(Stored items)
┄┄┄┄┄┄┄┄┄┄┄┄┄┄┄┄┄┄┄┄
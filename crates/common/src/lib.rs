pub mod error;
pub mod log_rate;
pub mod types;
use thiserror::Error;

use common::error::Error as GraphError;

#[derive(Debug, Error)]
pub enum Error {
    #[error("Configuration error: {0}")]
    ConfigLoadError(String),

    #[error("I/O error: {0}")]
    IoError(#[from] std::io::Error),

    #[error("CSV parsing error: {0}")]
    CsvError(#[from] csv::Error),

    #[error("Graph processing error: {0}")]
    GraphError(#[from] GraphError),

    #[error("Path producer failed: {0}")]
    ProducerFailed(String),
}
┄┄┄┄┄┄┄┄┄┄┄┄┄┄┄┄┄┄┄┄
**The problem:** Write out all the records above again, exactly as they stand.

**Written solution:**
filename crates/common/src/lib.rs
pub mod error;
pub mod log_rate;
pub mod types;
use thiserror::Error;

use common::error::Error as GraphError;

#[derive(Debug, Error)]
pub enum Error {
    #[error("Configuration error: {0}")]
    ConfigLoadError(String),

    #[error("I/O error: {0}")]
    IoError(#[from] std::io::Error),

    #[error("CSV parsing error: {0}")]
    CsvError(#[from] csv::Error),

    #[error("Graph processing error: {0}")]
    GraphError(#[from] GraphError),

    #[error("Path producer failed: {0}")]
    ProducerFailed(String),
}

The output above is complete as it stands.